Los vaivenes que da el barco de las reformas fiscales en El Salvador, sacrificando la seguridad jurídica y la estabilidad de la inversión a cambio de aumentar en algún porcentaje la recaudación, tiene a contribuyentes, grandes y pequeños, a la expectativa de cómo nuevos impuestos van a afectar su bolsillo. Es entendible que haga falta dinero para hacer obras: el estado de las vías salvadoreñas está engrosando las ganancias de llanterías y talleres del país; sin embargo, se ve más énfasis por parte de nuestro gobierno en aumentar la carga fiscal, que en emprender políticas de austeridad.

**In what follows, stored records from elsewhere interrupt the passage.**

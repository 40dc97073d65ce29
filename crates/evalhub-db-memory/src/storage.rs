use std::collections::BTreeSet;
use std::sync::Arc;

use async_trait::async_trait;
use evalhub_core::{HierarchyConfig, NewRecord, Record, ResourceId, ResourceType};
use evalhub_storage::{EvalStorage, FindScope, RecordFilter, StorageError, Transaction};
use time::OffsetDateTime;
use tokio::sync::RwLock;

use crate::tables::Tables;
use crate::transaction::InMemoryTransaction;

/// In-memory EvalHub storage backend.
///
/// All tables live behind one `RwLock`. Writes take the lock for the
/// duration of the constraint check and the write, so unique indexes hold
/// under concurrent requests. A transaction holds the write lock until it
/// commits or rolls back.
#[derive(Debug, Clone)]
pub struct InMemoryStorage {
    pub(crate) tables: Arc<RwLock<Tables>>,
    soft_delete: Arc<BTreeSet<ResourceType>>,
}

impl InMemoryStorage {
    /// Creates an empty storage using the standard hierarchy's soft-delete set.
    pub fn new() -> Self {
        Self::with_hierarchy(&HierarchyConfig::standard())
    }

    pub fn with_hierarchy(hierarchy: &HierarchyConfig) -> Self {
        Self {
            tables: Arc::new(RwLock::new(Tables::default())),
            soft_delete: Arc::new(hierarchy.soft_delete_types().collect()),
        }
    }

    pub fn is_soft_deleted(&self, resource_type: ResourceType) -> bool {
        self.soft_delete.contains(&resource_type)
    }

    /// Total number of rows across all tables, soft-deleted ones included.
    pub async fn count(&self) -> usize {
        self.tables.read().await.len()
    }
}

impl Default for InMemoryStorage {
    fn default() -> Self {
        Self::new()
    }
}

#[async_trait]
impl EvalStorage for InMemoryStorage {
    async fn find(
        &self,
        resource_type: ResourceType,
        id: ResourceId,
        scope: FindScope,
    ) -> Result<Option<Record>, StorageError> {
        Ok(self.tables.read().await.find(resource_type, id, scope))
    }

    async fn list(
        &self,
        resource_type: ResourceType,
        filter: &RecordFilter,
    ) -> Result<Vec<Record>, StorageError> {
        Ok(self.tables.read().await.list(resource_type, filter))
    }

    async fn create(&self, draft: NewRecord) -> Result<Record, StorageError> {
        let resource_type = draft.resource_type();
        let record = self
            .tables
            .write()
            .await
            .insert(draft, OffsetDateTime::now_utc())?;
        tracing::debug!(%resource_type, id = %record.id(), "record created");
        Ok(record)
    }

    async fn update(&self, record: Record) -> Result<Record, StorageError> {
        self.tables
            .write()
            .await
            .update(record, OffsetDateTime::now_utc())
    }

    async fn delete(
        &self,
        resource_type: ResourceType,
        id: ResourceId,
    ) -> Result<(), StorageError> {
        let mut tables = self.tables.write().await;
        if self.is_soft_deleted(resource_type) {
            tables.soft_delete(resource_type, id, OffsetDateTime::now_utc())?;
            tracing::debug!(%resource_type, %id, "record soft-deleted");
        } else {
            let removed = tables.hard_delete(resource_type, id)?;
            tracing::debug!(%resource_type, %id, removed, "record deleted");
        }
        Ok(())
    }

    async fn restore(
        &self,
        resource_type: ResourceType,
        id: ResourceId,
    ) -> Result<Record, StorageError> {
        if !self.is_soft_deleted(resource_type) {
            return Err(StorageError::internal(format!(
                "{resource_type} does not support restore"
            )));
        }
        self.tables
            .write()
            .await
            .restore(resource_type, id, OffsetDateTime::now_utc())
    }

    async fn begin_transaction(&self) -> Result<Box<dyn Transaction>, StorageError> {
        let guard = self.tables.clone().write_owned().await;
        Ok(Box::new(InMemoryTransaction::new(guard)))
    }

    fn backend_name(&self) -> &'static str {
        "memory"
    }
}

#[cfg(test)]
mod tests {
    use super::*;
    use evalhub_core::{
        NewAnswer, NewEvaluation, NewEvaluationQuestion, NewInstitution, NewQuestion, NewUser,
        QuestionType, Role,
    };

    async fn institution(storage: &InMemoryStorage, name: &str) -> ResourceId {
        storage
            .create(
                NewInstitution {
                    name: name.into(),
                    description: None,
                }
                .into(),
            )
            .await
            .unwrap()
            .id()
    }

    async fn evaluation(storage: &InMemoryStorage, institution_id: ResourceId) -> ResourceId {
        storage
            .create(
                NewEvaluation {
                    institution_id,
                    name: "Final".into(),
                    description: None,
                    is_active: true,
                    access_code: None,
                }
                .into(),
            )
            .await
            .unwrap()
            .id()
    }

    /// Returns `(user_id, evaluation_question_id)` ready to be answered.
    async fn answerable(storage: &InMemoryStorage) -> (ResourceId, ResourceId) {
        let inst = institution(storage, "Acme").await;
        let eval = evaluation(storage, inst).await;
        let question = storage
            .create(
                NewQuestion {
                    institution_id: inst,
                    question_text: "Rate it".into(),
                    question_type: QuestionType::RatingScale,
                    options: vec!["1".into(), "2".into(), "3".into()],
                }
                .into(),
            )
            .await
            .unwrap()
            .id();
        let link = storage
            .create(
                NewEvaluationQuestion {
                    evaluation_id: eval,
                    question_id: question,
                    position: None,
                    is_modified: false,
                }
                .into(),
            )
            .await
            .unwrap()
            .id();
        let user = storage
            .create(
                NewUser {
                    institution_id: inst,
                    name: "Sam".into(),
                    email: None,
                    role: Role::Student,
                    password_hash: None,
                }
                .into(),
            )
            .await
            .unwrap()
            .id();
        (user, link)
    }

    fn answer(user_id: ResourceId, evaluation_question_id: ResourceId) -> NewRecord {
        NewAnswer {
            user_id,
            evaluation_question_id,
            answer_text: None,
            selected_options: vec!["3".into()],
        }
        .into()
    }

    #[tokio::test]
    async fn test_create_find_list() {
        let storage = InMemoryStorage::new();
        let id = institution(&storage, "Acme").await;
        institution(&storage, "Globex").await;

        let found = storage
            .find(ResourceType::Institution, id, FindScope::Active)
            .await
            .unwrap()
            .unwrap();
        assert_eq!(found.id(), id);

        let all = storage
            .list(ResourceType::Institution, &RecordFilter::new())
            .await
            .unwrap();
        assert_eq!(all.len(), 2);
        assert!(all.windows(2).all(|pair| pair[0].id() < pair[1].id()));

        let first = storage
            .first(
                ResourceType::Institution,
                &RecordFilter::new().with_attribute("name", "Globex"),
            )
            .await
            .unwrap()
            .unwrap();
        assert_eq!(first.to_json()["name"], "Globex");
    }

    #[tokio::test]
    async fn test_duplicate_institution_name() {
        let storage = InMemoryStorage::new();
        institution(&storage, "Acme").await;
        let err = storage
            .create(
                NewInstitution {
                    name: "Acme".into(),
                    description: None,
                }
                .into(),
            )
            .await
            .unwrap_err();
        assert!(err.is_unique_violation());
    }

    #[tokio::test]
    async fn test_update_keeps_identity_and_bumps_updated_at() {
        let storage = InMemoryStorage::new();
        let id = institution(&storage, "Acme").await;
        let mut record = storage
            .find(ResourceType::Institution, id, FindScope::Active)
            .await
            .unwrap()
            .unwrap();
        let before = record.clone();
        if let Record::Institution(inst) = &mut record {
            inst.description = Some("A school".into());
        }

        let updated = storage.update(record).await.unwrap();
        assert_eq!(updated.id(), id);
        assert_eq!(updated.created_at(), before.created_at());
        assert_eq!(updated.to_json()["description"], "A school");
    }

    #[tokio::test]
    async fn test_update_missing_row() {
        let storage = InMemoryStorage::new();
        let id = institution(&storage, "Acme").await;
        let record = storage
            .find(ResourceType::Institution, id, FindScope::Active)
            .await
            .unwrap()
            .unwrap();
        storage.delete(ResourceType::Institution, id).await.unwrap();
        assert!(storage.update(record).await.unwrap_err().is_not_found());
    }

    #[tokio::test]
    async fn test_soft_delete_hides_and_restore_reveals() {
        let storage = InMemoryStorage::new();
        let inst = institution(&storage, "Acme").await;
        let eval = evaluation(&storage, inst).await;

        storage.delete(ResourceType::Evaluation, eval).await.unwrap();
        assert!(
            storage
                .find(ResourceType::Evaluation, eval, FindScope::Active)
                .await
                .unwrap()
                .is_none()
        );
        let hidden = storage
            .find(ResourceType::Evaluation, eval, FindScope::WithDeleted)
            .await
            .unwrap()
            .unwrap();
        assert!(hidden.is_deleted());

        let restored = storage.restore(ResourceType::Evaluation, eval).await.unwrap();
        assert!(!restored.is_deleted());
        assert!(
            storage
                .restore(ResourceType::Institution, inst)
                .await
                .is_err()
        );
    }

    #[tokio::test]
    async fn test_hard_delete_cascades_to_dependents() {
        let storage = InMemoryStorage::new();
        let (user, link) = answerable(&storage).await;
        storage.create(answer(user, link)).await.unwrap();

        storage.delete(ResourceType::User, user).await.unwrap();
        let answers = storage
            .list(ResourceType::Answer, &RecordFilter::new())
            .await
            .unwrap();
        assert!(answers.is_empty());
    }

    #[tokio::test]
    async fn test_concurrent_duplicate_answers() {
        let storage = InMemoryStorage::new();
        let (user, link) = answerable(&storage).await;

        let handles: Vec<_> = (0..8)
            .map(|_| {
                let storage = storage.clone();
                tokio::spawn(async move { storage.create(answer(user, link)).await })
            })
            .collect();

        let mut created = 0;
        let mut conflicts = 0;
        for handle in handles {
            match handle.await.unwrap() {
                Ok(_) => created += 1,
                Err(err) if err.is_unique_violation() => conflicts += 1,
                Err(err) => panic!("unexpected error: {err}"),
            }
        }
        assert_eq!(created, 1);
        assert_eq!(conflicts, 7);
    }

    #[tokio::test]
    async fn test_transaction_commit() {
        let storage = InMemoryStorage::new();
        let (user, link) = answerable(&storage).await;

        let mut tx = storage.begin_transaction().await.unwrap();
        let created = tx.create(answer(user, link)).await.unwrap();
        assert!(
            tx.find(ResourceType::Answer, created.id(), FindScope::Active)
                .await
                .unwrap()
                .is_some()
        );
        tx.commit().await.unwrap();

        assert!(
            storage
                .find(ResourceType::Answer, created.id(), FindScope::Active)
                .await
                .unwrap()
                .is_some()
        );
    }

    #[tokio::test]
    async fn test_transaction_rollback_and_drop_discard_writes() {
        let storage = InMemoryStorage::new();
        let (user, link) = answerable(&storage).await;
        let before = storage.count().await;

        let mut tx = storage.begin_transaction().await.unwrap();
        tx.create(answer(user, link)).await.unwrap();
        tx.rollback().await.unwrap();
        assert_eq!(storage.count().await, before);

        {
            let mut tx = storage.begin_transaction().await.unwrap();
            tx.create(answer(user, link)).await.unwrap();
        }
        assert_eq!(storage.count().await, before);
        assert!(storage.create(answer(user, link)).await.is_ok());
    }

    #[tokio::test]
    async fn test_transaction_sees_its_own_unique_index() {
        let storage = InMemoryStorage::new();
        let (user, link) = answerable(&storage).await;

        let mut tx = storage.begin_transaction().await.unwrap();
        tx.create(answer(user, link)).await.unwrap();
        let err = tx.create(answer(user, link)).await.unwrap_err();
        assert!(err.is_unique_violation());
        tx.rollback().await.unwrap();
    }
}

La austeridad, tan publicitada para efectos electorales, no ha pasado de las vallas publicitarias y de los discursos gubernamentales. Esa austeridad, que tantos hogares salvadoreños ponen en práctica para hacerle frente a las crisis económicas, no ha sido trasladada al ámbito de lo macroeconómico. Tal y como dijera el escritor Miguel Aranguren, otro panorama nos tocaría en los temas presupuestarios si un séquito de madres de familia se tomaran el manejo de fondos del Estado.
La sabiduría económica que conlleva la administración de hogares, donde se sabe que el dinero que se gasta en chicles es dinero que se deja de gastar en otras “carteras” prioritarias como colegiaturas o consultas médicas, tendría efectos sumamente positivos de ser aplicada ante algunos despilfarros estatales como carros del año y computadoras, cuyo costo no podrá ser invertido ya en programas de educación o de seguridad ciudadana.
Una madre de familia, acostumbrada a comprar pantalones con ruedo largo, “para que duren”, podría dar un par de lecciones sobre cómo austeridad no significa comprar equipos de trabajo de mala calidad, sino hacer buen uso y esmerarse en el cuido de los que se tienen. Quizás lo que las carteras del Estado necesitan, es de la auditoría de un papá meticuloso, que acostumbrado a la vigilancia de que el encargado de comprar el pan en el hogar no se quede con el vuelto, podrá servir para asegurar que un finiquito de la Corte de Cuentas de la República huela realmente a transparencia, y no a negociaciones ocultas. No haría falta con urgencia una Ley de Transparencia, si el riguroso control con el que algunos padres enseñan a sus hijos la administración de una mesada limitada, se aplicara a la administración de las también limitadísimas arcas estatales.
La habilidad multiplicadora de recursos de las madres de familia, que del mismo pollo sacan variedad de menús: sopas, panes, arroces, ensaladas y hasta huesos para el perro, le caería bien a algunos de nuestros gobernantes, que podrían dejar de justificar su inactividad en la constante falta de fondos. También la propensión al “multitasking” que tienen algunas madres solteras, que pueden hacer loncheras, hablar por teléfono y coordinar lavados de dientes a distancia, podría ser de gran utilidad a muchos legisladores y ministros, ahorrándole al Estado el gasto mensual en concepto de salarios para asistentes, secretarios, asesores, miembros de sub-comisiones y expertos que le ayudan al funcionario a hacer más liviana su carga de tareas.
A pesar de los múltiples ejemplos en los que la aplicación del sentido común doméstico podría traducirse en bonanza para las arcas del Estado, el mayor obstáculo para las políticas de austeridad sigue siendo que quienes administran nuestros recursos, no tienen los incentivos de poner el cuidado que pone quien se gasta lo propio, pues sabe lo que le ha costado.
Publicado originalmente en El Diario de Hoy (El Salvador) el 5 de septiembre de 2010.